Ribosomal DNA (rDNA) copy number varies widely among individuals in many species, but the phenotypic consequences of such copy number fluctuations remain relatively unexplored. Initiation of DNA replication has been detected within the rDNA, presumably required for maintenance of large rDNA arrays. Previous work in S. cerevisiae demonstrated that the rDNA locus—containing an origin of replication in each repeat—can be a significant competitor for replication resources, suggesting that rDNA copy number variation could affect timely completion of genome‐wide replication. To test the hypothesis that reduction in rDNA copy number (and thus rDNA replication origins) reduces competition from the rDNA locus and thereby improves non‐rDNA genome replication, we engineered an S. cerevisiae strain to have a short rDNA array of 35 copies, a minimal array that still maintains wild‐type level ribosome function. We compared this strain to a matched wild‐type strain with 180 rDNA copies. Contrary to our expectations, we found that the 35‐copy rDNA strain displayed classic replication defects: decreased plasmid maintenance, delayed completion of chromosomal replication, and increased sensitivity to replication stress agonists. The 35‐copy rDNA strain also exhibited delayed non‐rDNA origin firing and slower replication progression genome‐wide, reminiscent of mutants with hyperactive rDNA replication. We found that shrinking the rDNA locus dramatically alters rDNA replication time. In wild type cells, the majority of rDNA replicates in mid/late S‐phase of the cell cycle. When reduced to 35 copies, the rDNA locus becomes one of the earliest and most efficiently replicating regions of the genome, starting and completing replication 15 minutes ahead of the normally late‐replicating wild‐type rDNA locus. We therefore advocate that reduction of rDNA copy number alters genome replication through competition with an early‐replicating rDNA locus.

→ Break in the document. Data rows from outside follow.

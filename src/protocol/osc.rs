//! OSC messages framed for TCP with a 4-byte big-endian length prefix.
//!
//! Frame layout:
//!   [u32 length of everything after this field]
//!   [address, NUL terminated, padded to 4]
//!   [type tags starting with ',', NUL terminated, padded to 4]
//!   [arguments in tag order: i32 BE | f32 BE | padded string]

use std::io;

use byteorder::{BigEndian, ByteOrder};
use bytes::{BufMut, Bytes, BytesMut};
use thiserror::Error;
use tokio_util::codec::{Decoder, Encoder};

use crate::common::errors::ControlError;

/// Frames declaring more than this are treated as stream corruption.
pub const MAX_FRAME_LEN: usize = 1024 * 1024;

const MIN_PACKET_LEN: usize = 8;

#[derive(Debug, Error)]
pub enum OscError {
    #[error("packet too short: {0} bytes")]
    TooShort(usize),
    #[error("declared length {declared} does not match {actual} remaining bytes")]
    LengthMismatch { declared: usize, actual: usize },
    #[error("declared length {0} is not a multiple of 4")]
    Misaligned(usize),
    #[error("address is not NUL terminated")]
    MissingAddress,
    #[error("frame of {0} bytes exceeds the 1 MiB limit")]
    FrameTooLarge(usize),
    #[error(transparent)]
    Io(#[from] io::Error),
}

impl From<OscError> for ControlError {
    fn from(e: OscError) -> Self {
        ControlError::Protocol(e.to_string())
    }
}

#[derive(Debug, Clone, PartialEq)]
pub enum OscArg {
    Int(i32),
    Float(f32),
    Str(String),
}

impl OscArg {
    fn tag(&self) -> u8 {
        match self {
            Self::Int(_) => b'i',
            Self::Float(_) => b'f',
            Self::Str(_) => b's',
        }
    }

    pub fn as_int(&self) -> Option<i32> {
        match self {
            Self::Int(v) => Some(*v),
            _ => None,
        }
    }

    pub fn as_str(&self) -> Option<&str> {
        match self {
            Self::Str(s) => Some(s),
            _ => None,
        }
    }
}

impl From<i32> for OscArg {
    fn from(v: i32) -> Self {
        Self::Int(v)
    }
}

impl From<f32> for OscArg {
    fn from(v: f32) -> Self {
        Self::Float(v)
    }
}

impl From<&str> for OscArg {
    fn from(v: &str) -> Self {
        Self::Str(v.to_owned())
    }
}

impl From<String> for OscArg {
    fn from(v: String) -> Self {
        Self::Str(v)
    }
}

#[derive(Debug, Clone, PartialEq)]
pub struct OscMessage {
    pub address: String,
    pub args: Vec<OscArg>,
}

impl OscMessage {
    pub fn new(address: impl Into<String>, args: Vec<OscArg>) -> Self {
        Self {
            address: address.into(),
            args,
        }
    }

    /// Encodes the message including its length prefix.
    pub fn encode(&self) -> Bytes {
        let mut buf = BytesMut::new();
        self.encode_into(&mut buf);
        buf.freeze()
    }

    pub fn encode_into(&self, dst: &mut BytesMut) {
        let mut body = BytesMut::new();
        put_padded_str(&mut body, self.address.as_bytes());

        let mut tags = Vec::with_capacity(self.args.len() + 1);
        tags.push(b',');
        tags.extend(self.args.iter().map(OscArg::tag));
        put_padded_str(&mut body, &tags);

        for arg in &self.args {
            match arg {
                OscArg::Int(v) => body.put_i32(*v),
                OscArg::Float(v) => body.put_f32(*v),
                OscArg::Str(s) => put_padded_str(&mut body, s.as_bytes()),
            }
        }

        dst.reserve(4 + body.len());
        dst.put_u32(body.len() as u32);
        dst.extend_from_slice(&body);
    }

    /// Decodes one complete length-prefixed packet.
    ///
    /// The prefix and address are validated strictly. Type tags and
    /// arguments are best effort: decoding stops at the first unknown tag
    /// or truncated argument and keeps whatever was read so far.
    pub fn decode(packet: &[u8]) -> Result<Self, OscError> {
        if packet.len() < MIN_PACKET_LEN {
            return Err(OscError::TooShort(packet.len()));
        }

        let declared = BigEndian::read_u32(&packet[..4]) as usize;
        let body = &packet[4..];
        if declared != body.len() {
            return Err(OscError::LengthMismatch {
                declared,
                actual: body.len(),
            });
        }
        if declared % 4 != 0 {
            return Err(OscError::Misaligned(declared));
        }

        let (address, mut offset) = read_padded_str(body, 0).ok_or(OscError::MissingAddress)?;
        let mut args = Vec::new();

        if body.get(offset) == Some(&b',') {
            if let Some((tags, next)) = read_padded_str(body, offset) {
                offset = next;
                for tag in tags.bytes().skip(1) {
                    let Some((arg, next)) = read_arg(body, offset, tag) else {
                        break;
                    };
                    args.push(arg);
                    offset = next;
                }
            }
        }

        Ok(Self { address, args })
    }
}

fn padded_len(raw_len: usize) -> usize {
    (raw_len + 4) & !3
}

fn put_padded_str(dst: &mut BytesMut, raw: &[u8]) {
    dst.extend_from_slice(raw);
    dst.put_bytes(0, padded_len(raw.len()) - raw.len());
}

/// Reads a NUL-terminated string at `offset`; returns it with the offset of
/// the next 4-byte aligned field.
fn read_padded_str(buf: &[u8], offset: usize) -> Option<(String, usize)> {
    let rest = buf.get(offset..)?;
    let nul = rest.iter().position(|&b| b == 0)?;
    let s = String::from_utf8_lossy(&rest[..nul]).into_owned();
    Some((s, (offset + padded_len(nul)).min(buf.len())))
}

fn read_arg(buf: &[u8], offset: usize, tag: u8) -> Option<(OscArg, usize)> {
    match tag {
        b'i' => {
            let raw = buf.get(offset..offset + 4)?;
            Some((OscArg::Int(BigEndian::read_i32(raw)), offset + 4))
        }
        b'f' => {
            let raw = buf.get(offset..offset + 4)?;
            Some((OscArg::Float(BigEndian::read_f32(raw)), offset + 4))
        }
        b's' => read_padded_str(buf, offset).map(|(s, next)| (OscArg::Str(s), next)),
        _ => None,
    }
}

/// Splits a TCP byte stream into OSC messages.
///
/// A malformed frame is yielded as `Some(Err(_))` so the reader can log and
/// skip it. Only an oversized length prefix fails the stream itself.
#[derive(Debug, Default, Clone, Copy)]
pub struct OscCodec;

impl Decoder for OscCodec {
    type Item = Result<OscMessage, OscError>;
    type Error = OscError;

    fn decode(&mut self, src: &mut BytesMut) -> Result<Option<Self::Item>, Self::Error> {
        if src.len() < 4 {
            return Ok(None);
        }

        let declared = BigEndian::read_u32(&src[..4]) as usize;
        if declared > MAX_FRAME_LEN {
            return Err(OscError::FrameTooLarge(declared));
        }

        let frame_len = 4 + declared;
        if src.len() < frame_len {
            src.reserve(frame_len - src.len());
            return Ok(None);
        }

        let frame = src.split_to(frame_len);
        Ok(Some(OscMessage::decode(&frame)))
    }
}

impl Encoder<OscMessage> for OscCodec {
    type Error = OscError;

    fn encode(&mut self, item: OscMessage, dst: &mut BytesMut) -> Result<(), Self::Error> {
        item.encode_into(dst);
        Ok(())
    }
}

#[cfg(test)]
mod tests {
    use super::*;

    #[test]
    fn fire_address_round_trip() {
        let msg = OscMessage::new("/eos/cue/1/fire", vec![]);
        let packet = msg.encode();

        let declared = BigEndian::read_u32(&packet[..4]) as usize;
        assert_eq!(declared, packet.len() - 4);
        // 15 chars + NUL -> 16, ",\0" -> 4
        assert_eq!(declared, 20);
        assert_eq!(declared % 4, 0);

        let decoded = OscMessage::decode(&packet).unwrap();
        assert_eq!(decoded, msg);
    }

    #[test]
    fn arguments_round_trip() {
        let msg = OscMessage::new(
            "/eos/cmd",
            vec![
                OscArg::from("Record Cue 5 Label Opening Enter"),
                OscArg::Int(-7),
                OscArg::Float(0.5),
            ],
        );
        let decoded = OscMessage::decode(&msg.encode()).unwrap();
        assert_eq!(decoded, msg);
    }

    #[test]
    fn padding_lands_on_word_boundaries() {
        for len in 0..9 {
            let address = format!("/{}", "a".repeat(len));
            let packet = OscMessage::new(address, vec![OscArg::from("xyz")]).encode();
            assert_eq!((packet.len() - 4) % 4, 0);
        }
    }

    #[test]
    fn rejects_short_packet() {
        assert!(matches!(
            OscMessage::decode(&[0, 0, 0, 0]),
            Err(OscError::TooShort(4))
        ));
    }

    #[test]
    fn rejects_length_mismatch() {
        let mut packet = OscMessage::new("/eos/ping", vec![]).encode().to_vec();
        packet.push(0);
        assert!(matches!(
            OscMessage::decode(&packet),
            Err(OscError::LengthMismatch { .. })
        ));
    }

    #[test]
    fn rejects_misaligned_length() {
        let packet = [0, 0, 0, 5, b'/', b'a', 0, 0, 0];
        assert!(matches!(
            OscMessage::decode(&packet),
            Err(OscError::Misaligned(5))
        ));
    }

    #[test]
    fn rejects_unterminated_address() {
        let packet = [0, 0, 0, 4, b'/', b'a', b'b', b'c'];
        assert!(matches!(
            OscMessage::decode(&packet),
            Err(OscError::MissingAddress)
        ));
    }

    #[test]
    fn unknown_tag_keeps_earlier_arguments() {
        let mut body = BytesMut::new();
        put_padded_str(&mut body, b"/eos/out/x");
        put_padded_str(&mut body, b",iTi");
        body.put_i32(3);
        body.put_i32(4);

        let mut packet = BytesMut::new();
        packet.put_u32(body.len() as u32);
        packet.extend_from_slice(&body);

        let decoded = OscMessage::decode(&packet).unwrap();
        assert_eq!(decoded.address, "/eos/out/x");
        assert_eq!(decoded.args, vec![OscArg::Int(3)]);
    }

    #[test]
    fn codec_waits_for_complete_frames() {
        let first = OscMessage::new("/eos/out/event/cue/1/5/fire", vec![]);
        let second = OscMessage::new("/eos/out/ping", vec![OscArg::Int(1)]);

        let mut wire = BytesMut::new();
        OscCodec.encode(first.clone(), &mut wire).unwrap();
        OscCodec.encode(second.clone(), &mut wire).unwrap();

        let mut src = BytesMut::from(&wire[..6]);
        assert!(OscCodec.decode(&mut src).unwrap().is_none());

        src.extend_from_slice(&wire[6..]);
        let a = OscCodec.decode(&mut src).unwrap().unwrap().unwrap();
        let b = OscCodec.decode(&mut src).unwrap().unwrap().unwrap();
        assert_eq!(a, first);
        assert_eq!(b, second);
        assert!(src.is_empty());
    }

    #[test]
    fn codec_yields_malformed_frames_without_failing() {
        let mut src = BytesMut::new();
        src.put_u32(4);
        src.extend_from_slice(b"/abc");
        src.extend_from_slice(&OscMessage::new("/ok", vec![]).encode());

        let bad = OscCodec.decode(&mut src).unwrap().unwrap();
        assert!(bad.is_err());
        let good = OscCodec.decode(&mut src).unwrap().unwrap().unwrap();
        assert_eq!(good.address, "/ok");
    }

    #[test]
    fn codec_rejects_oversized_frame() {
        let mut src = BytesMut::new();
        src.put_u32((MAX_FRAME_LEN + 1) as u32);
        assert!(matches!(
            OscCodec.decode(&mut src),
            Err(OscError::FrameTooLarge(_))
        ));
    }
}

Our results indicate that precocious rDNA replication, not total number of rDNA initiations, compromises replication of the genome and suggest that the conserved late‐replicating state of nucleoli may promote genome replication. Thus reductions in rDNA copy number may confer replication stress rather than replication relief, supporting an active role for rDNA copy number variation in determining stability of the genome.